- Opening Delimiter -

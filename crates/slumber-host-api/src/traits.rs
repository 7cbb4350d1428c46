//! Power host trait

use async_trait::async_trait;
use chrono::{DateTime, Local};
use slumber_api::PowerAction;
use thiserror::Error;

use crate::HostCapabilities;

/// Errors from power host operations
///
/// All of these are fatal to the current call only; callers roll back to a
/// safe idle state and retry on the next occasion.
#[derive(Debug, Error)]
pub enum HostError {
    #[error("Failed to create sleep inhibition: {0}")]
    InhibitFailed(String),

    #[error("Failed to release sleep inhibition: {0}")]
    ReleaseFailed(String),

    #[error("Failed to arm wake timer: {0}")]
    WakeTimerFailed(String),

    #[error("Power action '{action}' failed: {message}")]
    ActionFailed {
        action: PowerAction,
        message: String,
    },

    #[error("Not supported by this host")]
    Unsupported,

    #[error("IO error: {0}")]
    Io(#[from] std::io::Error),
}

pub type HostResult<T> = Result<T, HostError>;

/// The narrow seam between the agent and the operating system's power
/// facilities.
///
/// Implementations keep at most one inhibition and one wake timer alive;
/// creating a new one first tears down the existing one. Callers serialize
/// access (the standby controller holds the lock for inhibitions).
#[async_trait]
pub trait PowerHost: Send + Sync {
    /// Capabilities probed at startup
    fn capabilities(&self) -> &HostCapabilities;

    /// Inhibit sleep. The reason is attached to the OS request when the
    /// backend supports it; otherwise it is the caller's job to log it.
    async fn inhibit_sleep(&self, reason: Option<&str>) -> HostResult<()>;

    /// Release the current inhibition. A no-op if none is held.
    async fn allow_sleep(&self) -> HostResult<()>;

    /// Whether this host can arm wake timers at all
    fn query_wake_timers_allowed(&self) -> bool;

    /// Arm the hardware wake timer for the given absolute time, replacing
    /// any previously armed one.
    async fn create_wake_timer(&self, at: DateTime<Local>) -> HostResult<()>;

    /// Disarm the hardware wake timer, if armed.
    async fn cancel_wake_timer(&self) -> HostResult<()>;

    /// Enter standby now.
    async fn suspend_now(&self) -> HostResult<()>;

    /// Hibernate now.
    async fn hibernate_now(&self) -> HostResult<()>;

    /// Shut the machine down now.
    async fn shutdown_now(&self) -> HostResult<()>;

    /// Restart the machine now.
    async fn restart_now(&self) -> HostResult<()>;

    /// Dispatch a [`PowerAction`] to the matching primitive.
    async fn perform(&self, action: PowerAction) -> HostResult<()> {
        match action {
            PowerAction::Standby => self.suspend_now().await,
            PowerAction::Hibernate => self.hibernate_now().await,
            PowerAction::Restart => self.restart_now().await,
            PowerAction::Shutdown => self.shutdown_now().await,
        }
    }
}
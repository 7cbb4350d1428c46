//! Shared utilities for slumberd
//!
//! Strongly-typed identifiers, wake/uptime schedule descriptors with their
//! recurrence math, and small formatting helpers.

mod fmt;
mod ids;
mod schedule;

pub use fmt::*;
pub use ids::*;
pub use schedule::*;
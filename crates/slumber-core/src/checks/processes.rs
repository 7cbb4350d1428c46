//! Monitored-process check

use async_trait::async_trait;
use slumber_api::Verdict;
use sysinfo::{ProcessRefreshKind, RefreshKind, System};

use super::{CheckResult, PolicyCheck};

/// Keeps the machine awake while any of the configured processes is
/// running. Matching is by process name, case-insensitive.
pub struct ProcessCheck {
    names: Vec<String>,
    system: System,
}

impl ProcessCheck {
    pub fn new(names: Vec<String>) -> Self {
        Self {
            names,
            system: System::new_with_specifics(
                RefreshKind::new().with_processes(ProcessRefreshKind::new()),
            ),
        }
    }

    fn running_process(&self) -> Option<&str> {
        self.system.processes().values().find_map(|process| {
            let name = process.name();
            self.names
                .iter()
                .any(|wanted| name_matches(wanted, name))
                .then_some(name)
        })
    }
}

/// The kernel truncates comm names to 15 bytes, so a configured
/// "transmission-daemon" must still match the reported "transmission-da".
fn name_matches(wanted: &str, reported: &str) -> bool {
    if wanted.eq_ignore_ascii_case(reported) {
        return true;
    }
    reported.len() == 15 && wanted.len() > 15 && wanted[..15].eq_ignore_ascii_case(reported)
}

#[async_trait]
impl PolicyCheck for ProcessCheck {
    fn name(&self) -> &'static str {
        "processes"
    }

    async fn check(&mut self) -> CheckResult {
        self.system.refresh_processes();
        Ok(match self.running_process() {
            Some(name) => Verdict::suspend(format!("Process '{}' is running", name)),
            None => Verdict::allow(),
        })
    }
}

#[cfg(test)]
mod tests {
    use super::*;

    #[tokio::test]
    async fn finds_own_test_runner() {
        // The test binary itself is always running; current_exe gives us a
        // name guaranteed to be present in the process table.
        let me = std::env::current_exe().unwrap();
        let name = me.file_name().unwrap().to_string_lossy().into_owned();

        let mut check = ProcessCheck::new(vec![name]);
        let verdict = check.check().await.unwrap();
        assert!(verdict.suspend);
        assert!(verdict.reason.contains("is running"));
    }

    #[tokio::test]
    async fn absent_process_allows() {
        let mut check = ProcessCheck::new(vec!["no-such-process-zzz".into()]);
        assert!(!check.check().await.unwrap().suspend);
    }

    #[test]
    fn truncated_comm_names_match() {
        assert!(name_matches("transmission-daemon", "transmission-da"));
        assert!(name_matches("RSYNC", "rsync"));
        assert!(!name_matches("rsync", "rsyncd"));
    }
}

- Closing Delimiter -
- Opening Delimiter -

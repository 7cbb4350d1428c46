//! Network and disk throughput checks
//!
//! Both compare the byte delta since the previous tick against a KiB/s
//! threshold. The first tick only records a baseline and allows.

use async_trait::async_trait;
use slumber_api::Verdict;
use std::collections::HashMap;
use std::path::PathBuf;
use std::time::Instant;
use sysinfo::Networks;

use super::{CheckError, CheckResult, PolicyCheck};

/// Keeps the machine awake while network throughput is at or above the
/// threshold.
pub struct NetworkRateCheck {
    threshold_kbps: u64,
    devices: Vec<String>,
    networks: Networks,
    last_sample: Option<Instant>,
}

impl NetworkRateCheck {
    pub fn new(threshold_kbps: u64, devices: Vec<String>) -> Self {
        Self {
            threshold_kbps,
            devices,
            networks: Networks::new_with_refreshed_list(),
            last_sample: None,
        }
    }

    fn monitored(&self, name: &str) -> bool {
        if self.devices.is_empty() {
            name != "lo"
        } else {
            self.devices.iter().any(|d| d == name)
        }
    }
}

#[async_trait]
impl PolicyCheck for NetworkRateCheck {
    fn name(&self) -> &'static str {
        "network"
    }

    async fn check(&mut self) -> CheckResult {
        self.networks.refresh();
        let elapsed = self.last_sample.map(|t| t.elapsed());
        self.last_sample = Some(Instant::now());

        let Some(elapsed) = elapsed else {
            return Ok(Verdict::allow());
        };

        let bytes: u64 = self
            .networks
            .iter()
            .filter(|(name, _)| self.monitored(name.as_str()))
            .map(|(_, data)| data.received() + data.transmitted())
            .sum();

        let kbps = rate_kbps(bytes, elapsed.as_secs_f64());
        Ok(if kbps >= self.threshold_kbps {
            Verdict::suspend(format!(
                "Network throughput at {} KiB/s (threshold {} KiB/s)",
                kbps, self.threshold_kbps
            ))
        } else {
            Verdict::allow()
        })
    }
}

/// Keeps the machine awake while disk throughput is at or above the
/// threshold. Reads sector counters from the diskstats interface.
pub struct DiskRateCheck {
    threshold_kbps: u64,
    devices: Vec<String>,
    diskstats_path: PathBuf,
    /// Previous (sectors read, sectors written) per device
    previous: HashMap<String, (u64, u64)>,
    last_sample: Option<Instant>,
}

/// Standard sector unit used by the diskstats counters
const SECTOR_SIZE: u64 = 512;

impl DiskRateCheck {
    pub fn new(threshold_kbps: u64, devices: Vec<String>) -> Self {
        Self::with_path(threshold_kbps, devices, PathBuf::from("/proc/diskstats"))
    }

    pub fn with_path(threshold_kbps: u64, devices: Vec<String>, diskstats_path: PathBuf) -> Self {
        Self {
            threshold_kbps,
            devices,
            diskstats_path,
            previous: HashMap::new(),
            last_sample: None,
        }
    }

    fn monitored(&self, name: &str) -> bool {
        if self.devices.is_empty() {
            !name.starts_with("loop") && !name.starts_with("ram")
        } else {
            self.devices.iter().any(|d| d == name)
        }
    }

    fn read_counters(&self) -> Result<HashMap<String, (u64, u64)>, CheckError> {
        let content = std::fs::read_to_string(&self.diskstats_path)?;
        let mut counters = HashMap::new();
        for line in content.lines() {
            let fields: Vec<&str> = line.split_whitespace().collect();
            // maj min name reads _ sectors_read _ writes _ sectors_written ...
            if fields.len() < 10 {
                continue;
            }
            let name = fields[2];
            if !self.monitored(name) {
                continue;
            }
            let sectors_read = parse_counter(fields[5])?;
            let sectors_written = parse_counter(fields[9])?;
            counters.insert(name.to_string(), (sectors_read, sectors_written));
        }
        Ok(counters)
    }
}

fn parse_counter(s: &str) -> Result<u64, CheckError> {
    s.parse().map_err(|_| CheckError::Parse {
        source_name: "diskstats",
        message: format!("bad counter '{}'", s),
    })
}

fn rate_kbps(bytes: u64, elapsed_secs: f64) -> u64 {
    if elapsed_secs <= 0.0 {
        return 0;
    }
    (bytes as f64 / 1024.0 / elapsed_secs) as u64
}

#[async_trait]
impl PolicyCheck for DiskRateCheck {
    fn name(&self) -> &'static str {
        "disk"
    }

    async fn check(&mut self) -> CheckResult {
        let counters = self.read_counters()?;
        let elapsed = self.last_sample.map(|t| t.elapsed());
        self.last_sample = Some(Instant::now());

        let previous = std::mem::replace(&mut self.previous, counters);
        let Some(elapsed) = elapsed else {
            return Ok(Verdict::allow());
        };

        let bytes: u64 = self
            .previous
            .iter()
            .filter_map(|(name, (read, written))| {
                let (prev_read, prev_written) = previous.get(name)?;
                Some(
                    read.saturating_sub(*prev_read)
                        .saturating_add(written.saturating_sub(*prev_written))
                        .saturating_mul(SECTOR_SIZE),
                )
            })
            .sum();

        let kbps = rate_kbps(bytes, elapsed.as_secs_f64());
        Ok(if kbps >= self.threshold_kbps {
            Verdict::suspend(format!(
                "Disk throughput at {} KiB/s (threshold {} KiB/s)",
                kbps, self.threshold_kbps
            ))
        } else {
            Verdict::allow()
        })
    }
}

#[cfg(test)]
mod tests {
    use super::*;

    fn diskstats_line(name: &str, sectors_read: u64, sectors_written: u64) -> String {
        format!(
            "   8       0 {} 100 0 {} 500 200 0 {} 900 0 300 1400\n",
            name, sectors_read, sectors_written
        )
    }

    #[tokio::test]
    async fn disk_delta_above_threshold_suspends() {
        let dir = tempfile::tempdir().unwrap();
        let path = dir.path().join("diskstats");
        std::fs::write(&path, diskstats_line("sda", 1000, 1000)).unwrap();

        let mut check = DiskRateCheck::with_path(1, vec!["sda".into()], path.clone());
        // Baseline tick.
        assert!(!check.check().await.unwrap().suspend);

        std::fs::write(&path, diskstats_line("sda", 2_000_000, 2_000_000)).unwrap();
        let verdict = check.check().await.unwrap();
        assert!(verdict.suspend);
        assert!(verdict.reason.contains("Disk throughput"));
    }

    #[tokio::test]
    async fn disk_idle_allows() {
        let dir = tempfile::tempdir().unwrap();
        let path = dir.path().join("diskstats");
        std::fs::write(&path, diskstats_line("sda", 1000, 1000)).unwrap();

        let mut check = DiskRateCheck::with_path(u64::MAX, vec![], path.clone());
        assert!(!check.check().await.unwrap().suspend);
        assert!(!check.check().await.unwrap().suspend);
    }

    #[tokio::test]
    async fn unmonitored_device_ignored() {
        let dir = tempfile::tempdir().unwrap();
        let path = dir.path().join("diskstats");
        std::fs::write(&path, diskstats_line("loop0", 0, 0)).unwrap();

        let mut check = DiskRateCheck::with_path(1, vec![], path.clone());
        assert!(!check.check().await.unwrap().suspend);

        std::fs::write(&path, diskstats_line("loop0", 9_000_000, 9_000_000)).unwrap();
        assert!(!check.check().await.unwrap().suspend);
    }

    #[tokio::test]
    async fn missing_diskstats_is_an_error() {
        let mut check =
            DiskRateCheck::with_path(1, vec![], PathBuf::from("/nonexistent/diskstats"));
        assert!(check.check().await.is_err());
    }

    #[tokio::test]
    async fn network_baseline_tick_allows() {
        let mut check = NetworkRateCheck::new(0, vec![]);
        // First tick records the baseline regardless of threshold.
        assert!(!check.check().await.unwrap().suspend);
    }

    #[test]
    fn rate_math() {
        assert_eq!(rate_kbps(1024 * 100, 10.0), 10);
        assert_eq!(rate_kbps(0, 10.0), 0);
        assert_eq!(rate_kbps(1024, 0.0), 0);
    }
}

- Closing Delimiter -
- Opening Delimiter -

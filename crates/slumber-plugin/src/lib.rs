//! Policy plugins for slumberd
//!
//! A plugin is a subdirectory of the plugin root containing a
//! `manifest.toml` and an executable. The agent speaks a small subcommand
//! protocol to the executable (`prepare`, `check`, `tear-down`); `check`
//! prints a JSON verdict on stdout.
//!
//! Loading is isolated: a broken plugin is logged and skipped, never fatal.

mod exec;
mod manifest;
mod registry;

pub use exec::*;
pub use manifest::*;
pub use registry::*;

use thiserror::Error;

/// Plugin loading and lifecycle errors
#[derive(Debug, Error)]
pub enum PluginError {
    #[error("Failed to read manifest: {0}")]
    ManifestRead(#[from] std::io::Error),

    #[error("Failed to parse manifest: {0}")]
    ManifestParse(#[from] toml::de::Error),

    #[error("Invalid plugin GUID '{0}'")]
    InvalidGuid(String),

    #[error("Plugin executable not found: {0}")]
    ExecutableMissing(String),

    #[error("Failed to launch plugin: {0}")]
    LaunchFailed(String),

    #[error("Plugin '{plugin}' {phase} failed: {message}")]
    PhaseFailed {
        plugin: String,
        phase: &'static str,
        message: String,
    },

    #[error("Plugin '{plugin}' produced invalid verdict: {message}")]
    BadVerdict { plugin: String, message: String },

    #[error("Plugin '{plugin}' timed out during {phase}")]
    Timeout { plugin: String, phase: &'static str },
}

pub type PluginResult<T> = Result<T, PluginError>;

- Closing Delimiter -

### EXERCISE REQUIREMENTS
Going through the records above, state how many lines carry "content", with no other text.

### SOLUTION TO THIS EXERCISE
2